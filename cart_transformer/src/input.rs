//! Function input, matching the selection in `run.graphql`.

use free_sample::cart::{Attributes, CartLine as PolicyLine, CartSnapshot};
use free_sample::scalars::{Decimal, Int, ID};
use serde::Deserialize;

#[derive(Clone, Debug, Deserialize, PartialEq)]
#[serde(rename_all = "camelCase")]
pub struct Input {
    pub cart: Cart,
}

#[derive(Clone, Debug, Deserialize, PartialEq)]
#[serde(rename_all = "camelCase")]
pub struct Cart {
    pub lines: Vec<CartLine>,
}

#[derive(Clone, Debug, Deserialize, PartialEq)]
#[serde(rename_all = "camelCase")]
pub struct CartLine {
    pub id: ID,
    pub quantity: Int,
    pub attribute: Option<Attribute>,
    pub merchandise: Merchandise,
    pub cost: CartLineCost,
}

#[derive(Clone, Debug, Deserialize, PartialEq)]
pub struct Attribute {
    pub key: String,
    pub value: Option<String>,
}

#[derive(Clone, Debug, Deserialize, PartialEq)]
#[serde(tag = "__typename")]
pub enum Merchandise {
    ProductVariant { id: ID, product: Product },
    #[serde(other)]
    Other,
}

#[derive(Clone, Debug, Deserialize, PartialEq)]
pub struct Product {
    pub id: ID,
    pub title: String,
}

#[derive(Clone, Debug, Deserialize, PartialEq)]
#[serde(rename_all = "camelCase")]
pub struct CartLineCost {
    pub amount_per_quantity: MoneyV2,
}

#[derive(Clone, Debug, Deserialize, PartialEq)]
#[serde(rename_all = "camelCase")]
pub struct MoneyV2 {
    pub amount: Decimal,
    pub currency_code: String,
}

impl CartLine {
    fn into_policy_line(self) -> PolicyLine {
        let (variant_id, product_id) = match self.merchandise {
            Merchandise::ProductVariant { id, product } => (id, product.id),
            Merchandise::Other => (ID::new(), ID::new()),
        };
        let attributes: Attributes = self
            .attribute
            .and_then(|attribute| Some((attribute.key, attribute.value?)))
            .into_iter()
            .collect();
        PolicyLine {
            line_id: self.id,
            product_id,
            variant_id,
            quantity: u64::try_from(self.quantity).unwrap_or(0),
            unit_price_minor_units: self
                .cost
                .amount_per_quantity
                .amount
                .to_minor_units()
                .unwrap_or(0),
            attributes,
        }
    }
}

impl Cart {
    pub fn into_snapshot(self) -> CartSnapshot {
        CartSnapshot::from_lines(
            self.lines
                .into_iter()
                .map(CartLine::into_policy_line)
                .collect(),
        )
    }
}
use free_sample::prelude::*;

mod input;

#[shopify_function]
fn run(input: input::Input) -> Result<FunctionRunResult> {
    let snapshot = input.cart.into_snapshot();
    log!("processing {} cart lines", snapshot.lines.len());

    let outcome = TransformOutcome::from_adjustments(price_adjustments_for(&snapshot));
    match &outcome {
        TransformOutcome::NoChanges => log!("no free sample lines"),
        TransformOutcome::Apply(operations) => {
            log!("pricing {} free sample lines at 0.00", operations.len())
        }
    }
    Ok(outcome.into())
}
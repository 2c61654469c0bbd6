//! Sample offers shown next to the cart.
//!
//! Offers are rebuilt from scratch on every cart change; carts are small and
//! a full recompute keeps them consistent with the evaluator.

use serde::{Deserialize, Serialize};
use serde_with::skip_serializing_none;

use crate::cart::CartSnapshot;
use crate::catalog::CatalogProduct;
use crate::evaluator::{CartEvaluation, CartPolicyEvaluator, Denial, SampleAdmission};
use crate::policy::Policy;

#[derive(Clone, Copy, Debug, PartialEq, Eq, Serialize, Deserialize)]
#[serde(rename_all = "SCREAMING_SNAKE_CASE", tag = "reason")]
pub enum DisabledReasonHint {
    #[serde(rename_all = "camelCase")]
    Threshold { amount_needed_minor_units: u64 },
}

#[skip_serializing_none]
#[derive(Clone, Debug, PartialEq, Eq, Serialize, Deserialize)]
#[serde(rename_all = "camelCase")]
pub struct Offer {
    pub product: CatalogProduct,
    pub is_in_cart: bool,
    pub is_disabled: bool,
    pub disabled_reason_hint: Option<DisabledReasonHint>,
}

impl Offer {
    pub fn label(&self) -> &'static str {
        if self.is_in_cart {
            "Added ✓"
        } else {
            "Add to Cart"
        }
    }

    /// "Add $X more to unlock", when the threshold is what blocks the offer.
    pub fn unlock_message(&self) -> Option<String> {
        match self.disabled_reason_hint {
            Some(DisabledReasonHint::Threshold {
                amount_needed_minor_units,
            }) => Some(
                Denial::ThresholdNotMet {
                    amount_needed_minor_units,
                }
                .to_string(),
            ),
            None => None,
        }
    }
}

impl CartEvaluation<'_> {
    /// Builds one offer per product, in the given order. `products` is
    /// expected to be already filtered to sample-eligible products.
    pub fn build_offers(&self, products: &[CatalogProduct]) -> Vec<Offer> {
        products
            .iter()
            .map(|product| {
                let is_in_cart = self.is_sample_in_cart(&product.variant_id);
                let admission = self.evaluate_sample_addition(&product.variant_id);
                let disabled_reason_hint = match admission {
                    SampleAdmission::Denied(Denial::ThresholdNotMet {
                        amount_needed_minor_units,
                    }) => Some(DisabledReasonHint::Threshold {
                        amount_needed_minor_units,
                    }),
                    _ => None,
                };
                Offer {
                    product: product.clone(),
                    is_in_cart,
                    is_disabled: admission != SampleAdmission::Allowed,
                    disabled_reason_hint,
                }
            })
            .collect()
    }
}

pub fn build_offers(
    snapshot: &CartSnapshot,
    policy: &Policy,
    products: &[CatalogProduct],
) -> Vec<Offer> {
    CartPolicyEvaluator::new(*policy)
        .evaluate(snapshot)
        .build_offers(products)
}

...

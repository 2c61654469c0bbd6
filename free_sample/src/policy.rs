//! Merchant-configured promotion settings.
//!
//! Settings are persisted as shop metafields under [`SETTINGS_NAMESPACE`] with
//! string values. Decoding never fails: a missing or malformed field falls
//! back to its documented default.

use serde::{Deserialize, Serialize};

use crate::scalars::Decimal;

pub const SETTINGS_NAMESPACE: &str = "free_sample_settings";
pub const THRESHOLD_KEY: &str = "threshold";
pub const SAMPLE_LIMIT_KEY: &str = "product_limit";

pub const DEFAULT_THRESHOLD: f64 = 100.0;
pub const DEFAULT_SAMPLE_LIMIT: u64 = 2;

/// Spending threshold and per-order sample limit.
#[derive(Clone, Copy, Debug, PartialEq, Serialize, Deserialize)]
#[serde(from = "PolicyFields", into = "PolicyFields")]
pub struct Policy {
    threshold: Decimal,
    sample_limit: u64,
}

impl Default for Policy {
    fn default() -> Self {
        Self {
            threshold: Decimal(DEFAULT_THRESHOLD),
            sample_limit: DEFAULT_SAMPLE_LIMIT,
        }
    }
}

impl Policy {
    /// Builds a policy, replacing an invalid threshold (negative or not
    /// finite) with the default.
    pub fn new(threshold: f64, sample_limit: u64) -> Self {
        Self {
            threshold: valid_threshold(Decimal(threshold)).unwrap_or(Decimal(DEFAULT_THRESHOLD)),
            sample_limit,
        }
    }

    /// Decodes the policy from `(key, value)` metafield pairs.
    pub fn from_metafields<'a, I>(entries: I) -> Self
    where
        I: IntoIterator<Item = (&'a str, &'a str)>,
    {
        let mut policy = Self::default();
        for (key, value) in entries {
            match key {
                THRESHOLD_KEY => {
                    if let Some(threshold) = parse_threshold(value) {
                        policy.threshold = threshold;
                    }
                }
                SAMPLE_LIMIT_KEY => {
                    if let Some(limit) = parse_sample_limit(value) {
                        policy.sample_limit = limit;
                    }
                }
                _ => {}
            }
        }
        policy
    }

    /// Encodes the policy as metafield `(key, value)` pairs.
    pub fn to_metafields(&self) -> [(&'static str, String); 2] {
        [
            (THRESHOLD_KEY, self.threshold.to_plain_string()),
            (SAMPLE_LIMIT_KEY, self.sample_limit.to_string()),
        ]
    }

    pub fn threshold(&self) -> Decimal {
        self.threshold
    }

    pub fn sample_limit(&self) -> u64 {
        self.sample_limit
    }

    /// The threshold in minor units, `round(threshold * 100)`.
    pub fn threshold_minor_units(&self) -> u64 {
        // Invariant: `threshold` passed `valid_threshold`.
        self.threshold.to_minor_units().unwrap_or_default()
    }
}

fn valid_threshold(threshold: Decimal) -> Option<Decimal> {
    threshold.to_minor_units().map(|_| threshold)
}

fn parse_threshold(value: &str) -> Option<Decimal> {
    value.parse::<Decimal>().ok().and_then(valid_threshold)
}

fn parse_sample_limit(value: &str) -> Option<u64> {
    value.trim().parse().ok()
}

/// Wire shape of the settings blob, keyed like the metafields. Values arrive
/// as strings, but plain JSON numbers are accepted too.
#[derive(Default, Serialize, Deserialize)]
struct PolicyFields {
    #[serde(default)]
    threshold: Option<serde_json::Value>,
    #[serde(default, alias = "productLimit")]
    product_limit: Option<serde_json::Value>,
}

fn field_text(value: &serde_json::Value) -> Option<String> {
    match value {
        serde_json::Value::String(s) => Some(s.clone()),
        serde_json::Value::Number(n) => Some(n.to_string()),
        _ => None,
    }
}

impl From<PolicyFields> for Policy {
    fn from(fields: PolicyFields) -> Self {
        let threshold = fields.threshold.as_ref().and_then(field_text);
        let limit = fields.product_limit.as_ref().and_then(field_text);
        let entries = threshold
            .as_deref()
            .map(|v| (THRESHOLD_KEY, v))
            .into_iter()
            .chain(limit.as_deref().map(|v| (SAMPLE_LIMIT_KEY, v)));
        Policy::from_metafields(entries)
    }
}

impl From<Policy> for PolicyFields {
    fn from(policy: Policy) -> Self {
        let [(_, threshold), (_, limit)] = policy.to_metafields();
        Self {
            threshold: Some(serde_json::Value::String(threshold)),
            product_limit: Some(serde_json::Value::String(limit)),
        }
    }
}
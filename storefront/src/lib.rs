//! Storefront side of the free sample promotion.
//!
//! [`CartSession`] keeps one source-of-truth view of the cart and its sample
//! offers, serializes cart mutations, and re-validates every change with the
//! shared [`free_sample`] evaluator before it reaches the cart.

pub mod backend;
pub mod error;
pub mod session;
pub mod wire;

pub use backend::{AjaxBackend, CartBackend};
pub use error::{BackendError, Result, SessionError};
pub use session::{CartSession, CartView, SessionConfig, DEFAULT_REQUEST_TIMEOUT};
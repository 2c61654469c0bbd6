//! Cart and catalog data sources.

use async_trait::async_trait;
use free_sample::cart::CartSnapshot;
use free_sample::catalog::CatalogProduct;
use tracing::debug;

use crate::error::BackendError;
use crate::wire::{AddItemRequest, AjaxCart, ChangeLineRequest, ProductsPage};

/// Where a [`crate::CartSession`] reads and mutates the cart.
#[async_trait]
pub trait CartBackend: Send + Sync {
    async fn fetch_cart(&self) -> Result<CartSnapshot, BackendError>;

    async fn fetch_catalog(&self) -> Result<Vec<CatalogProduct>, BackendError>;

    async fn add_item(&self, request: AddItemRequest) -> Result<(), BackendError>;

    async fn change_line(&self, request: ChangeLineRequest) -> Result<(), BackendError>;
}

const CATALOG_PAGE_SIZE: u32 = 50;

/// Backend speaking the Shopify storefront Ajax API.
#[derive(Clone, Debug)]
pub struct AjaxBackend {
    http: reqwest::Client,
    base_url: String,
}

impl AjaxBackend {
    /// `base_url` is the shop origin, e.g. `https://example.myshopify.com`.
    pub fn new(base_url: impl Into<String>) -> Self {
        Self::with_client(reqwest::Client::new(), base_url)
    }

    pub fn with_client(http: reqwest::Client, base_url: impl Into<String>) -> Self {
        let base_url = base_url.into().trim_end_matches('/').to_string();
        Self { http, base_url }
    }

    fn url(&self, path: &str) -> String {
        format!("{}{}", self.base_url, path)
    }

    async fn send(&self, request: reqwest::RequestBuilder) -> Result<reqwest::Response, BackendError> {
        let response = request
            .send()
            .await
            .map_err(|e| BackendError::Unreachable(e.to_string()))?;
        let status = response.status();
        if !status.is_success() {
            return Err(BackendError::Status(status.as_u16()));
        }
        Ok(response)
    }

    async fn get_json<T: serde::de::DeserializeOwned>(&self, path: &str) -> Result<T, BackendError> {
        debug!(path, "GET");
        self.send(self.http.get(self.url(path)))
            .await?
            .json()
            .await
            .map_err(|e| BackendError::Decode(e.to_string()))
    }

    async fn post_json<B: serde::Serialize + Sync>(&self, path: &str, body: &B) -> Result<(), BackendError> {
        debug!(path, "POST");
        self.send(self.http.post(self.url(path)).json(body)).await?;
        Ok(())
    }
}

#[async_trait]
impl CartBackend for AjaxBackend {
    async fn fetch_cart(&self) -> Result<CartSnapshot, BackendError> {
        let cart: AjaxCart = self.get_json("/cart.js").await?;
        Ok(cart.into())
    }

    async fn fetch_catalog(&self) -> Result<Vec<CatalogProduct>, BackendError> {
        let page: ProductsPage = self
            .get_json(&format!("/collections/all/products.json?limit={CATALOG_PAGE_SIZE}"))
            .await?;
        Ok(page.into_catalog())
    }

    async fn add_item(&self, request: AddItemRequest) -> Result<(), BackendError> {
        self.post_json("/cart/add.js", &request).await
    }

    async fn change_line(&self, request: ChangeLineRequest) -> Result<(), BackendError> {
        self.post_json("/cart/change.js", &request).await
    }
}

---

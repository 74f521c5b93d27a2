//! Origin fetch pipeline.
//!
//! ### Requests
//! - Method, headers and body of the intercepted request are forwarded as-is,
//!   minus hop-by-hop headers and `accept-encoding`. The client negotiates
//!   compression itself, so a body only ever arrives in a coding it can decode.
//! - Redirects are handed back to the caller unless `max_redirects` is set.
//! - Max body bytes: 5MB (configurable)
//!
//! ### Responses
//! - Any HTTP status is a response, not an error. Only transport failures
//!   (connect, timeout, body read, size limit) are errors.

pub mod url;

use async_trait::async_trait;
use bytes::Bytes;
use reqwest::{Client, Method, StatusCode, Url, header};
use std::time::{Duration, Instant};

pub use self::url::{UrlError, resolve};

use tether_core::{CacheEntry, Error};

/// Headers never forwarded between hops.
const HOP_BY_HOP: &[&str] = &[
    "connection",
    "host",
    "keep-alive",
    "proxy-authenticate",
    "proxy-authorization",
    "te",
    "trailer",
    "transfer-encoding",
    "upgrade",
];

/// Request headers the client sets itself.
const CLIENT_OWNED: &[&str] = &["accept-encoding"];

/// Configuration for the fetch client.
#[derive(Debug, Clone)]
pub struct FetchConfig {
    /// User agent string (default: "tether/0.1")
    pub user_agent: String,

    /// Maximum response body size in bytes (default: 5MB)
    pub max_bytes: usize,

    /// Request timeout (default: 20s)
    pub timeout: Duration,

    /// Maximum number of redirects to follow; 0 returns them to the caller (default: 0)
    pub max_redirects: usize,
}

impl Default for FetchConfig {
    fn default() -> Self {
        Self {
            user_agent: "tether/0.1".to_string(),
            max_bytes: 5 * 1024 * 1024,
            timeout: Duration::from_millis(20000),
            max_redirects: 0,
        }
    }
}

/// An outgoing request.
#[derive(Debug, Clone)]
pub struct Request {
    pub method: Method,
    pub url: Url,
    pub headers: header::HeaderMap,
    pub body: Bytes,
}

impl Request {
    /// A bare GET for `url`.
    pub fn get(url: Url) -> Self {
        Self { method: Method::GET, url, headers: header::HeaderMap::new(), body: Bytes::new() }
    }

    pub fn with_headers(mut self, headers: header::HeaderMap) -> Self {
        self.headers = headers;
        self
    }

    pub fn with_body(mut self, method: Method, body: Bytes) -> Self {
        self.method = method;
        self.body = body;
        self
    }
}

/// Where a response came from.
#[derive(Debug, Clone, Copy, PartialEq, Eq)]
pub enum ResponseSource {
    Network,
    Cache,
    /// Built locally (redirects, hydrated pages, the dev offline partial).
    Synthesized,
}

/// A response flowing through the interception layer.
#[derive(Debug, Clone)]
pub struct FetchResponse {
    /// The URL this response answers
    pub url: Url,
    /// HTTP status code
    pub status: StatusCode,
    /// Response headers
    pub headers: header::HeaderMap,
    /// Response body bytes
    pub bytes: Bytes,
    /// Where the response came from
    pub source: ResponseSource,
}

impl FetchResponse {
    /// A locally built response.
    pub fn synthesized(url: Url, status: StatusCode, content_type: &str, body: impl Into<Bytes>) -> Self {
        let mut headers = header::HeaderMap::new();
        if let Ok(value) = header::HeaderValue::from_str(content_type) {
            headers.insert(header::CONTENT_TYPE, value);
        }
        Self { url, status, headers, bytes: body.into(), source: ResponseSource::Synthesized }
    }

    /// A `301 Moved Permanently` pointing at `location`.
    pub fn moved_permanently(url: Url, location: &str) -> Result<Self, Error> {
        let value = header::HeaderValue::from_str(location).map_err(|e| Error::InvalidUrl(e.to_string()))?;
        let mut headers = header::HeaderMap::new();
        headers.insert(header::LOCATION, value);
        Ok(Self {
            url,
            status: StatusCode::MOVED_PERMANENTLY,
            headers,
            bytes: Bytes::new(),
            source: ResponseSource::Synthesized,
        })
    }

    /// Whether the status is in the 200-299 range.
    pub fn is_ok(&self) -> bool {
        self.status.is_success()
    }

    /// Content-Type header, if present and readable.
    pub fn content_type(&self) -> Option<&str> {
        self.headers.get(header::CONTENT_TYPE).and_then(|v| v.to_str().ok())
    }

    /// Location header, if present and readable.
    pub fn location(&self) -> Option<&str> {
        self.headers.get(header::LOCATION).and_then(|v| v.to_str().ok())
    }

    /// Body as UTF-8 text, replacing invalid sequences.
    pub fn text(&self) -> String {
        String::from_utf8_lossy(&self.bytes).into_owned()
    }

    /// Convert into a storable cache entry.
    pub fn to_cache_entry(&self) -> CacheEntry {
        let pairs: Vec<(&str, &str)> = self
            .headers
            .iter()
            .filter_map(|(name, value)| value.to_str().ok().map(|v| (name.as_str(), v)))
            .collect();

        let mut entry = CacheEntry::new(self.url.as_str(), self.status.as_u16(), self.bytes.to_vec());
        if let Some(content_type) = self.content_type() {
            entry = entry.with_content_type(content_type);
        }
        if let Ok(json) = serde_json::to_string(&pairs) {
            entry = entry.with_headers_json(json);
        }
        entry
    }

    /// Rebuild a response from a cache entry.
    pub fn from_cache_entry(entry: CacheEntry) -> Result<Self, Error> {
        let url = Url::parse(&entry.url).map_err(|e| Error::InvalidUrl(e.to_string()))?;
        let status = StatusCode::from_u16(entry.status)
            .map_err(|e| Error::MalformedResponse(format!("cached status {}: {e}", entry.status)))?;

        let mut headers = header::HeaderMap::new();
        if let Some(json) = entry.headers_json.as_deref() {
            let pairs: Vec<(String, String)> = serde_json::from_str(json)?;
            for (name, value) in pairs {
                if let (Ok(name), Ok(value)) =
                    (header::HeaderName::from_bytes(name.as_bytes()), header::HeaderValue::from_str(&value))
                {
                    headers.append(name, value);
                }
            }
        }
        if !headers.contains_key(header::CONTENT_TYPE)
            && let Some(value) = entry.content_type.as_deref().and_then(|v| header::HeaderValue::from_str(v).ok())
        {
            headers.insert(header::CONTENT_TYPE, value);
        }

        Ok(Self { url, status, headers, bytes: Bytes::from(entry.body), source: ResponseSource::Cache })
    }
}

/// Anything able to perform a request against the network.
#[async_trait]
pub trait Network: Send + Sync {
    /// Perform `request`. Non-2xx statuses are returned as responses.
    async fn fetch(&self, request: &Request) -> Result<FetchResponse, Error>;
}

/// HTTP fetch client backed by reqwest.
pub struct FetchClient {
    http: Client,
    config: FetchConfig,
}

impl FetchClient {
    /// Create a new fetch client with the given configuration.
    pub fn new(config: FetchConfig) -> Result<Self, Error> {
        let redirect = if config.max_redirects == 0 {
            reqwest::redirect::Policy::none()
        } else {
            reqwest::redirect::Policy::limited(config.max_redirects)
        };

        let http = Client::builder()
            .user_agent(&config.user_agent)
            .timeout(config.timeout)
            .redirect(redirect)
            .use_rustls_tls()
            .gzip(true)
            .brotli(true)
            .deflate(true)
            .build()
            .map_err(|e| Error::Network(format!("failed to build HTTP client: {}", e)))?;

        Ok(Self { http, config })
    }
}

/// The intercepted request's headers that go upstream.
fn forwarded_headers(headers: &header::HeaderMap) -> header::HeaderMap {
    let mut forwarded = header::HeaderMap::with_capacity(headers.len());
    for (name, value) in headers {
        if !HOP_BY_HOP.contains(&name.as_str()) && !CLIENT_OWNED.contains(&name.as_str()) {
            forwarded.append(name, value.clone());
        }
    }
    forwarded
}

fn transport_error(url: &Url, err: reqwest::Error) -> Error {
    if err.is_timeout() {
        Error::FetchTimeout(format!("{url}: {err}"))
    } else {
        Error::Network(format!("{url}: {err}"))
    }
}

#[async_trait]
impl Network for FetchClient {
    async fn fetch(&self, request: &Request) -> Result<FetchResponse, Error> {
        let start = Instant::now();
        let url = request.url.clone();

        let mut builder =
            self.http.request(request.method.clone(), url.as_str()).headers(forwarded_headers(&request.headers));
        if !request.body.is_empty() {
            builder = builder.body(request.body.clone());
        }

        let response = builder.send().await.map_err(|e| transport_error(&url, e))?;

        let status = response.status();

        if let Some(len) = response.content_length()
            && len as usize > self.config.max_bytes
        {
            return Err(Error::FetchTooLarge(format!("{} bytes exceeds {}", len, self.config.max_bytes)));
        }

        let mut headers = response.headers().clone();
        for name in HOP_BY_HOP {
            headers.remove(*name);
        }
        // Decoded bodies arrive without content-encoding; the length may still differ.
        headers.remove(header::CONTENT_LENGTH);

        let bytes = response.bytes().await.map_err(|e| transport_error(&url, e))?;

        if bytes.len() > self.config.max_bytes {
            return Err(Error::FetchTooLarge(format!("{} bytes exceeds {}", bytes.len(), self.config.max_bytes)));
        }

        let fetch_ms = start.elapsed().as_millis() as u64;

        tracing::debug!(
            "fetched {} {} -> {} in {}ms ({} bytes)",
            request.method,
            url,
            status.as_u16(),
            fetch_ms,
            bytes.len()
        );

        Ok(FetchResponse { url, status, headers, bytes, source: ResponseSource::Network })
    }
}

**DESCRIPTION OF THE TASK**: Out of the data above, set down the lines from the one with "to build HTTP" to the one with "let mut builder", both included, exactly as written and with no additions.

**RESPONSE AREA**:
            .map_err(|e| Error::Network(format!("failed to build HTTP client: {}", e)))?;

        Ok(Self { http, config })
    }
}

/// The intercepted request's headers that go upstream.
fn forwarded_headers(headers: &header::HeaderMap) -> header::HeaderMap {
    let mut forwarded = header::HeaderMap::with_capacity(headers.len());
    for (name, value) in headers {
        if !HOP_BY_HOP.contains(&name.as_str()) && !CLIENT_OWNED.contains(&name.as_str()) {
            forwarded.append(name, value.clone());
        }
    }
    forwarded
}

fn transport_error(url: &Url, err: reqwest::Error) -> Error {
    if err.is_timeout() {
        Error::FetchTimeout(format!("{url}: {err}"))
    } else {
        Error::Network(format!("{url}: {err}"))
    }
}

#[async_trait]
impl Network for FetchClient {
    async fn fetch(&self, request: &Request) -> Result<FetchResponse, Error> {
        let start = Instant::now();
        let url = request.url.clone();

        let mut builder =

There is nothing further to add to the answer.